• [What is being asked]
Every line below between the one holding "let catalog = match &config.book_content_dir" and the one holding "let terminate = async", inclusive, should be copied exactly, and no other line.

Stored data
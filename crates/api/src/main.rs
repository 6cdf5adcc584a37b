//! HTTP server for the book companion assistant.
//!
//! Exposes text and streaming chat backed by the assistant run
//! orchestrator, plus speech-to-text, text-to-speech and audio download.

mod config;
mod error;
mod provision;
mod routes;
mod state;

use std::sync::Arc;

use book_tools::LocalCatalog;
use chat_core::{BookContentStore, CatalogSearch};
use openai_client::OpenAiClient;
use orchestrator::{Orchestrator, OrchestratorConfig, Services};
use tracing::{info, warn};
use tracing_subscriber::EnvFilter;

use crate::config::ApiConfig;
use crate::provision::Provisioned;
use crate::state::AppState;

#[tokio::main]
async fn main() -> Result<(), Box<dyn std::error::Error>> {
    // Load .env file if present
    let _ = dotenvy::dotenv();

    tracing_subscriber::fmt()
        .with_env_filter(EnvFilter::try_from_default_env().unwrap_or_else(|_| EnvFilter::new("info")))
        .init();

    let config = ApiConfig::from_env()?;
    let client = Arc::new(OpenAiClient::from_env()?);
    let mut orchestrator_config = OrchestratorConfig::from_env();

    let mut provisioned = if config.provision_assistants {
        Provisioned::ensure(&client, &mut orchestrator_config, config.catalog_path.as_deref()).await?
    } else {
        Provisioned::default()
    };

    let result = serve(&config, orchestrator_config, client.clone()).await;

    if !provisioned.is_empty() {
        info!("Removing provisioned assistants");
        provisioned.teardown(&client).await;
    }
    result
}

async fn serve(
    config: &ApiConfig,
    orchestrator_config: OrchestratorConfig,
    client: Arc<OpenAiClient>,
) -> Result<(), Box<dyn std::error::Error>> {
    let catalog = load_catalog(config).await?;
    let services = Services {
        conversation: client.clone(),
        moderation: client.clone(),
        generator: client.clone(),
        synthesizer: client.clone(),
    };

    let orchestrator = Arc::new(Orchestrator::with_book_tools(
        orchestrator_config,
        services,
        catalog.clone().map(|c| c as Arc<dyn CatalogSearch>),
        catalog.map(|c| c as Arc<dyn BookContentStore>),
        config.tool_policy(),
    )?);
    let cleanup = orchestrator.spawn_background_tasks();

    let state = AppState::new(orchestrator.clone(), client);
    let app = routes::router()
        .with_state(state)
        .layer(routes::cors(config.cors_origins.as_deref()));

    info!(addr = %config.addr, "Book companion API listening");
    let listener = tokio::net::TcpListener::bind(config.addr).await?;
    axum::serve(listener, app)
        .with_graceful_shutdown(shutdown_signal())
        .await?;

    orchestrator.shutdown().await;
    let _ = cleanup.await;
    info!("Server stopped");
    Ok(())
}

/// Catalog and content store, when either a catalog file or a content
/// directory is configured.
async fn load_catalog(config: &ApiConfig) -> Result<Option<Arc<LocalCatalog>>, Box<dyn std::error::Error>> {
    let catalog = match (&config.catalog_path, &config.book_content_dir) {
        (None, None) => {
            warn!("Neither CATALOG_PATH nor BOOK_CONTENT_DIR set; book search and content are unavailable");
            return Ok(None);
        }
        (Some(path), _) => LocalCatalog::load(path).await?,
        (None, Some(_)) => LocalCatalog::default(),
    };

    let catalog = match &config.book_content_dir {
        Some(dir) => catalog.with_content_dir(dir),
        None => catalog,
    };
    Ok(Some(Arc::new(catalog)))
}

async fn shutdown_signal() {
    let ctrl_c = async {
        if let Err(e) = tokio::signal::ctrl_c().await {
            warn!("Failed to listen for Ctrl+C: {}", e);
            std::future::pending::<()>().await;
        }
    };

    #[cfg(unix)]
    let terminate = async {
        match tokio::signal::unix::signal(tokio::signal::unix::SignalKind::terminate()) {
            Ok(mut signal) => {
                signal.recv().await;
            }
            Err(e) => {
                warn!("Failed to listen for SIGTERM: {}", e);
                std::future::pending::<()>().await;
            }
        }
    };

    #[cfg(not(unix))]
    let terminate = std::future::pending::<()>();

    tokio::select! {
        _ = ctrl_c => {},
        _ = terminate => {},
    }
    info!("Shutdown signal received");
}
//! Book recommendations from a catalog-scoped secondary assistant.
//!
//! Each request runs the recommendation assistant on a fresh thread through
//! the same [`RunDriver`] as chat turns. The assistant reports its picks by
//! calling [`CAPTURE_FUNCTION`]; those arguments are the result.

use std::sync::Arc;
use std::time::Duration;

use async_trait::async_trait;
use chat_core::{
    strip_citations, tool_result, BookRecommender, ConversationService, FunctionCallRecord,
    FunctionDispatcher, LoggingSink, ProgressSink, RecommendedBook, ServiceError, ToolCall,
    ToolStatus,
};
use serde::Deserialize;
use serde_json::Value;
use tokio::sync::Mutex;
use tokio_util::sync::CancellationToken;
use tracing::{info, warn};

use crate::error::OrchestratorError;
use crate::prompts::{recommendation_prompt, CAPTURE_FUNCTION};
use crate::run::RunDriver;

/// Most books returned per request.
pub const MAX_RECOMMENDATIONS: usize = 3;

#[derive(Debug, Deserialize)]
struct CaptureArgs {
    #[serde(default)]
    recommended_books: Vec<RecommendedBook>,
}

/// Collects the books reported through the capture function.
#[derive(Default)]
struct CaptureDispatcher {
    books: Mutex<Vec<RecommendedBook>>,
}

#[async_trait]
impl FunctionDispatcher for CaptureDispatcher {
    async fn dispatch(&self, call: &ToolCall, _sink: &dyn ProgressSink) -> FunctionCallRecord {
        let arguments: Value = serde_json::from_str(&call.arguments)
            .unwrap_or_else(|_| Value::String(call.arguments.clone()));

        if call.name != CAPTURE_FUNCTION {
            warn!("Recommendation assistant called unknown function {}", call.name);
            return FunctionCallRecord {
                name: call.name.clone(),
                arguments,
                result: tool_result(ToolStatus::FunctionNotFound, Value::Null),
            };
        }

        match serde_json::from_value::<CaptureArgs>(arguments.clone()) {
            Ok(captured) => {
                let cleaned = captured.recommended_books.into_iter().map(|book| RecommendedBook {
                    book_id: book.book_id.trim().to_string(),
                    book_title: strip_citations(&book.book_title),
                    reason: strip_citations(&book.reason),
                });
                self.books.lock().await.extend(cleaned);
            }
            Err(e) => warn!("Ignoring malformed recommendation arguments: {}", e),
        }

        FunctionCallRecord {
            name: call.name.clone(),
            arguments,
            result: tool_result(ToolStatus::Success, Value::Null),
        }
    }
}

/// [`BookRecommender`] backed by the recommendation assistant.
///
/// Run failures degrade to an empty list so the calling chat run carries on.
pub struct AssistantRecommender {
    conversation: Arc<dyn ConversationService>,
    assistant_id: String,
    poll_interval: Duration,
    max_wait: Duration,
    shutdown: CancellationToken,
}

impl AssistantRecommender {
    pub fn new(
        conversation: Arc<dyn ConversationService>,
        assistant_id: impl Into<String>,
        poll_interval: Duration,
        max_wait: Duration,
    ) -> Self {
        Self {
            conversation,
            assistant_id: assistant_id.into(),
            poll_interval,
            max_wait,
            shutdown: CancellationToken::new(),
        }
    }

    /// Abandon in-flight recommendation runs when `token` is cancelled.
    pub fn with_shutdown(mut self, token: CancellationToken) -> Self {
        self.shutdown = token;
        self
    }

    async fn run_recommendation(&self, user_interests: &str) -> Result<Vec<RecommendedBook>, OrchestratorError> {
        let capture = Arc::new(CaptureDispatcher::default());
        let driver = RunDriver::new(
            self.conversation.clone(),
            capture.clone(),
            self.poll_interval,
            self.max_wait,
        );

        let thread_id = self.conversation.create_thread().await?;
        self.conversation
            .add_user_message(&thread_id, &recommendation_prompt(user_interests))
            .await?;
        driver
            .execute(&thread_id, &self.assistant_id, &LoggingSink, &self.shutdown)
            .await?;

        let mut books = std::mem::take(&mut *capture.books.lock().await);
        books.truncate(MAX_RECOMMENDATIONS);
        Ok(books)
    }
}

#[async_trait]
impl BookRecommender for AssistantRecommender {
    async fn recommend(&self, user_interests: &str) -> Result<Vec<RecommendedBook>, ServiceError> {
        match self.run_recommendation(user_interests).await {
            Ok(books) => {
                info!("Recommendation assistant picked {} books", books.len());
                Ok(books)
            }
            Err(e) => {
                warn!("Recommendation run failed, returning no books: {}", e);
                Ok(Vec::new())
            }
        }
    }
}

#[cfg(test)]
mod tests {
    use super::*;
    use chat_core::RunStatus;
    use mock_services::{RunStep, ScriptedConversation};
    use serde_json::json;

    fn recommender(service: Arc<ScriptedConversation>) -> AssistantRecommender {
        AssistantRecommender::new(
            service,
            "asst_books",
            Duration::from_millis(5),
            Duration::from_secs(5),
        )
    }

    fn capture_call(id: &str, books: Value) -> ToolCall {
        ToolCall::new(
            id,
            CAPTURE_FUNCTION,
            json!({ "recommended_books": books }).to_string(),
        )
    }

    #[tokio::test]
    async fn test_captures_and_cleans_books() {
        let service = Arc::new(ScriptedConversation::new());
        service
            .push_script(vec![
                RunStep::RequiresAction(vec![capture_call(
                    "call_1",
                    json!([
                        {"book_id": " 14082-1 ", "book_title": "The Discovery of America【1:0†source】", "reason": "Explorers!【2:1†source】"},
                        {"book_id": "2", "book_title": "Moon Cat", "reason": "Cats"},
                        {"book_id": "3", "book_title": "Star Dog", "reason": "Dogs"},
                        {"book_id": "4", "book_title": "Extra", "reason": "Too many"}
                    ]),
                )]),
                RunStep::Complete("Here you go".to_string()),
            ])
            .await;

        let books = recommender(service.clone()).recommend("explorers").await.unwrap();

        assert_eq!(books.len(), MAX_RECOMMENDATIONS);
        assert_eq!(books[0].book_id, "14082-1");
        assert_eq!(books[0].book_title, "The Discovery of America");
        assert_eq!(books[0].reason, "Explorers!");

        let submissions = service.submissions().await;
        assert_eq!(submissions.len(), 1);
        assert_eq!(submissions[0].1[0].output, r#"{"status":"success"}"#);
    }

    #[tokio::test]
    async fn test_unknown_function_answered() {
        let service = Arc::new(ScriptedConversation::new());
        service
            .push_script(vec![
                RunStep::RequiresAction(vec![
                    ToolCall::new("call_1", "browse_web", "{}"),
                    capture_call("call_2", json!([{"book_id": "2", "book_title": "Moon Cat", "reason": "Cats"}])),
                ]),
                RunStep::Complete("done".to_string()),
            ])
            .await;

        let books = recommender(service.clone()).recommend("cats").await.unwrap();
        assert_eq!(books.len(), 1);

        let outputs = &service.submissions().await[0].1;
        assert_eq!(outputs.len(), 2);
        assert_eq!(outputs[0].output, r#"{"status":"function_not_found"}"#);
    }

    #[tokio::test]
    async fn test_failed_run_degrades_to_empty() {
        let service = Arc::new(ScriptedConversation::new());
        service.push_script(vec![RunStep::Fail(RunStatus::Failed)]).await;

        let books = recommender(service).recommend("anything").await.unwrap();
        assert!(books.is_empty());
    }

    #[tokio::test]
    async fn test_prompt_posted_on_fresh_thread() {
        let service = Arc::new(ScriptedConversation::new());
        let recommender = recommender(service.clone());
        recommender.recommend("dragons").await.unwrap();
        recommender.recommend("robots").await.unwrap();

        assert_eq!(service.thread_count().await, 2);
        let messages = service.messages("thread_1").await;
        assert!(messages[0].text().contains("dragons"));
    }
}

• [Exercise result]
    let catalog = match &config.book_content_dir {
        Some(dir) => catalog.with_content_dir(dir),
        None => catalog,
    };
    Ok(Some(Arc::new(catalog)))
}

async fn shutdown_signal() {
    let ctrl_c = async {
        if let Err(e) = tokio::signal::ctrl_c().await {
            warn!("Failed to listen for Ctrl+C: {}", e);
            std::future::pending::<()>().await;
        }
    };

    #[cfg(unix)]
    let terminate = async {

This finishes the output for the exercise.